::: Data extract :::

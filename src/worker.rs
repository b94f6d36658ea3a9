//! Drives one job through all six stages, reporting progress and handling
//! cancellation and panics (spec §4.3).
//!
//! A single `Worker` is shared (via `Arc`) across every worker thread the
//! `Manager` spawns: it holds no per-job mutable state of its own, only the
//! collaborator handles every job needs. Per-job state lives entirely in
//! the `StageContext` the worker builds fresh for each job.

use crate::arch;
use crate::config::{Config, ContainerRuntime};
use crate::context::{Services, StageContext, StagePaths};
use crate::error::BuildError;
use crate::executor::{self, Executor};
use crate::model::{
    BuildJob, DistributionConfig, DistributionStatus, JobStatus, StageName, StageStatus,
};
use crate::repo::{
    BoardProfileRepository, BuildJobRepository, ComponentRepository, DistributionRepository,
    DownloadJobRepository, SourceRepository,
};
use crate::stages::{self, Stage};
use crate::store::ObjectStore;
use anyhow::{Context, Result};
use parking_lot::RwLock;
use std::panic::{self, AssertUnwindSafe};
use std::sync::atomic::{AtomicBool, Ordering};
use std::sync::Arc;
use std::time::Instant;

/// Per-job cancellation flag. Cheap to clone; `Manager` hands one out per
/// submitted job and keeps the other end in its cancel registry (spec §5
/// "Cancellation": message-passing into a shared token, never direct
/// thread manipulation).
#[derive(Clone, Default)]
pub struct CancelToken(Arc<AtomicBool>);

impl CancelToken {
    pub fn new() -> Self {
        CancelToken(Arc::new(AtomicBool::new(false)))
    }

    pub fn cancel(&self) {
        self.0.store(true, Ordering::SeqCst);
    }

    pub fn is_cancelled(&self) -> bool {
        self.0.load(Ordering::SeqCst)
    }
}

/// Outcome of one `Worker::process` call, used only for logging/testing —
/// the persisted job row is the source of truth for callers.
#[derive(Debug, PartialEq, Eq)]
pub enum JobOutcome {
    Completed,
    Failed,
    Cancelled,
}

pub struct Worker {
    pub(crate) config: Arc<RwLock<Config>>,
    pub(crate) job_repo: Arc<dyn BuildJobRepository>,
    pub(crate) distributions: Arc<dyn DistributionRepository>,
    pub(crate) components: Arc<dyn ComponentRepository>,
    pub(crate) download_jobs: Arc<dyn DownloadJobRepository>,
    pub(crate) sources: Arc<dyn SourceRepository>,
    pub(crate) board_profiles: Arc<dyn BoardProfileRepository>,
    pub(crate) object_store: Arc<dyn ObjectStore>,
    pub(crate) stages: Arc<Vec<Box<dyn Stage>>>,
}

impl Worker {
    #[allow(clippy::too_many_arguments)]
    pub fn new(
        config: Arc<RwLock<Config>>,
        job_repo: Arc<dyn BuildJobRepository>,
        distributions: Arc<dyn DistributionRepository>,
        components: Arc<dyn ComponentRepository>,
        download_jobs: Arc<dyn DownloadJobRepository>,
        sources: Arc<dyn SourceRepository>,
        board_profiles: Arc<dyn BoardProfileRepository>,
        object_store: Arc<dyn ObjectStore>,
    ) -> Self {
        Worker {
            config,
            job_repo,
            distributions,
            components,
            download_jobs,
            sources,
            board_profiles,
            object_store,
            stages: Arc::new(stages::pipeline()),
        }
    }

    /// Process one job start-to-finish. Never panics: a panic anywhere in
    /// stage code is caught at this boundary, converted to an `Internal`
    /// failure attributed to the stage that was running, and the worker
    /// returns normally so it can keep serving the queue (spec §4.3 "Panic
    /// safety", §9 "Panic containment").
    pub fn process(&self, job_id: &str, cancel: &CancelToken) -> JobOutcome {
        let outcome = panic::catch_unwind(AssertUnwindSafe(|| self.run(job_id, cancel)));
        match outcome {
            Ok(Ok(outcome)) => outcome,
            Ok(Err(err)) => {
                // `run` already recorded the failure on the job/stage rows
                // before returning; this is just the worker's bookkeeping.
                tracing_log_fallback(job_id, &err);
                JobOutcome::Failed
            }
            Err(panic) => {
                let message = panic_message(&panic);
                let stage = self
                    .job_repo
                    .get_by_id(job_id)
                    .ok()
                    .flatten()
                    .and_then(|j| j.current_stage)
                    .unwrap_or(StageName::Resolve);
                let _ = self.job_repo.mark_stage_failed(job_id, stage, &message);
                let _ = self.job_repo.mark_failed(job_id, stage, &message);
                if let Ok(Some(job)) = self.job_repo.get_by_id(job_id) {
                    let _ = self.distributions.update_status(
                        &job.distribution_id,
                        DistributionStatus::Failed,
                        Some(&message),
                    );
                }
                JobOutcome::Failed
            }
        }
    }

    fn run(&self, job_id: &str, cancel: &CancelToken) -> Result<JobOutcome> {
        let job = self
            .job_repo
            .get_by_id(job_id)
            .context("loading build job")?
            .ok_or_else(|| BuildError::Internal(format!("no such build job: {job_id}")))?;

        if job.is_terminal() {
            return Ok(match job.status {
                JobStatus::Completed => JobOutcome::Completed,
                JobStatus::Cancelled => JobOutcome::Cancelled,
                _ => JobOutcome::Failed,
            });
        }

        // Live config: re-read on every job start so operators can change
        // the container runtime/image without restarting (spec §4.3).
        let config_snapshot = self.config.read().clone();

        self.job_repo.mark_started(job_id)?;
        let _ = self
            .distributions
            .update_status(&job.distribution_id, DistributionStatus::Building, None);

        let dist_config: DistributionConfig = serde_json::from_str(&job.config_snapshot)
            .context("deserializing distribution config snapshot")?;

        let host_arch = arch::detect_host_arch();
        let mut build_env =
            arch::validate_build_environment(host_arch, job.target_arch, &config_snapshot.container_image)
                .map_err(|e| self.fail(&job, StageName::Resolve, &e.to_string()))?;
        if config_snapshot.container_runtime == ContainerRuntime::Chroot {
            build_env.container_image.clear();
        }

        let executor_runtime = config_snapshot.container_runtime;
        let executor = executor::build_executor(executor_runtime, build_env.container_image.clone());
        if executor_runtime != ContainerRuntime::Chroot && !executor.is_available() {
            let message = format!("{executor_runtime:?} executor is not available on this host");
            return Err(self.fail(&job, StageName::Resolve, &message));
        }

        let job_root = config_snapshot.workspace_base.join(job_id);
        let paths = StagePaths::under(job_root);
        paths.create_all().context("creating workspace directories")?;

        for stage in self.stages.iter() {
            self.job_repo
                .update_stage_status(job_id, stage.name(), StageStatus::Pending)?;
        }

        let mut ctx = StageContext {
            build_id: job.id.clone(),
            distribution_id: job.distribution_id.clone(),
            owner_id: job.owner_id.clone(),
            config: dist_config,
            target_arch: job.target_arch,
            image_format: job.image_format,
            paths,
            job_repo: Arc::clone(&self.job_repo),
            services: Services {
                components: Arc::clone(&self.components),
                download_jobs: Arc::clone(&self.download_jobs),
                sources: Arc::clone(&self.sources),
                board_profiles: Arc::clone(&self.board_profiles),
                object_store: Arc::clone(&self.object_store),
            },
            components: Vec::new(),
            board_profile: None,
            build_env,
            executor,
            artifact_path: None,
            artifact_checksum: None,
            artifact_size: None,
        };

        let total = self.stages.len();
        for (i, stage) in self.stages.iter().enumerate() {
            if cancel.is_cancelled() {
                return Ok(self.cancel_job(&job, &ctx.paths.job_root));
            }

            let overall_start = ((i * 100) / total) as u8;
            self.job_repo
                .update_stage(job_id, stage.name(), overall_start)?;
            self.job_repo
                .update_stage_status(job_id, stage.name(), StageStatus::Running)?;
            ctx.log_info(stage.name(), format!("Starting stage {}", stage.name()));

            if let Err(err) = stage.validate(&ctx) {
                let message = err.to_string();
                ctx.log_error(stage.name(), &message);
                self.job_repo
                    .mark_stage_failed(job_id, stage.name(), &message)?;
                return Ok(self.record_failure(&job, stage.name(), &message, &ctx.paths.job_root));
            }

            let started_at = Instant::now();
            let job_repo = Arc::clone(&self.job_repo);
            let build_id = job_id.to_string();
            let stage_name = stage.name();
            let mut progress_cb = move |percent: u8, message: &str| {
                let overall = ((i * 100 + percent as usize) / total) as u8;
                let _ = job_repo.update_stage(&build_id, stage_name, overall);
                if !message.is_empty() {
                    let _ = job_repo.append_log(crate::repo::traits::info_log(
                        &build_id, stage_name, message,
                    ));
                }
            };

            if let Err(err) = stage.execute(&mut ctx, &mut progress_cb) {
                let message = err.to_string();
                ctx.log_error(stage.name(), &message);
                self.job_repo
                    .mark_stage_failed(job_id, stage.name(), &message)?;
                return Ok(self.record_failure(&job, stage.name(), &message, &ctx.paths.job_root));
            }

            let elapsed_ms = started_at.elapsed().as_millis() as u64;
            self.job_repo
                .mark_stage_completed(job_id, stage.name(), elapsed_ms)?;
            ctx.log_info(stage.name(), format!("Stage completed in {elapsed_ms}ms"));
        }

        let artifact_path = ctx
            .artifact_path
            .clone()
            .ok_or_else(|| BuildError::Internal("Package stage produced no artifact_path".into()))?;
        let artifact_checksum = ctx.artifact_checksum.clone().ok_or_else(|| {
            BuildError::Internal("Package stage produced no artifact_checksum".into())
        })?;
        let artifact_size = ctx
            .artifact_size
            .ok_or_else(|| BuildError::Internal("Package stage produced no artifact_size".into()))?;

        self.job_repo
            .mark_completed(job_id, &artifact_path, &artifact_checksum, artifact_size)?;
        let _ = self
            .distributions
            .update_status(&job.distribution_id, DistributionStatus::Ready, None);
        ctx.log_info(
            StageName::Package,
            format!("Build completed, artifact size {artifact_size} bytes"),
        );

        if job.clear_cache {
            remove_workspace(&ctx.paths.job_root, &ctx);
        }

        Ok(JobOutcome::Completed)
    }

    /// Records a cancellation at the current checkpoint (spec §5): the job
    /// ends `failed` with `error_message="Build cancelled"` and the stage
    /// that was running, workspace removed.
    fn cancel_job(&self, job: &BuildJob, job_root: &std::path::Path) -> JobOutcome {
        let stage = self
            .job_repo
            .get_by_id(&job.id)
            .ok()
            .flatten()
            .and_then(|j| j.current_stage)
            .unwrap_or(StageName::Resolve);
        let _ = self.job_repo.mark_failed(&job.id, stage, "Build cancelled");
        let _ = self.distributions.update_status(
            &job.distribution_id,
            DistributionStatus::Failed,
            Some("Build cancelled"),
        );
        let _ = std::fs::remove_dir_all(job_root);
        JobOutcome::Cancelled
    }

    fn record_failure(
        &self,
        job: &BuildJob,
        stage: StageName,
        message: &str,
        job_root: &std::path::Path,
    ) -> JobOutcome {
        let _ = self.job_repo.mark_failed(&job.id, stage, message);
        let _ = self.distributions.update_status(
            &job.distribution_id,
            DistributionStatus::Failed,
            Some(message),
        );
        let _ = std::fs::remove_dir_all(job_root);
        JobOutcome::Failed
    }

    /// Early-failure helper for errors raised before a `StageContext` (and
    /// thus `ctx.log_*`) exists yet — executor/environment setup.
    fn fail(&self, job: &BuildJob, stage: StageName, message: &str) -> anyhow::Error {
        let _ = self.job_repo.mark_stage_failed(&job.id, stage, message);
        self.record_failure(job, stage, message, &self.workspace_root_guess(job));
        anyhow::anyhow!("{message}")
    }

    fn workspace_root_guess(&self, job: &BuildJob) -> std::path::PathBuf {
        self.config.read().workspace_base.join(&job.id)
    }
}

:::

Your task is to collect every line above that contains the word "Services".

use crate::context::{Services, StageContext, StagePaths};
            services: Services {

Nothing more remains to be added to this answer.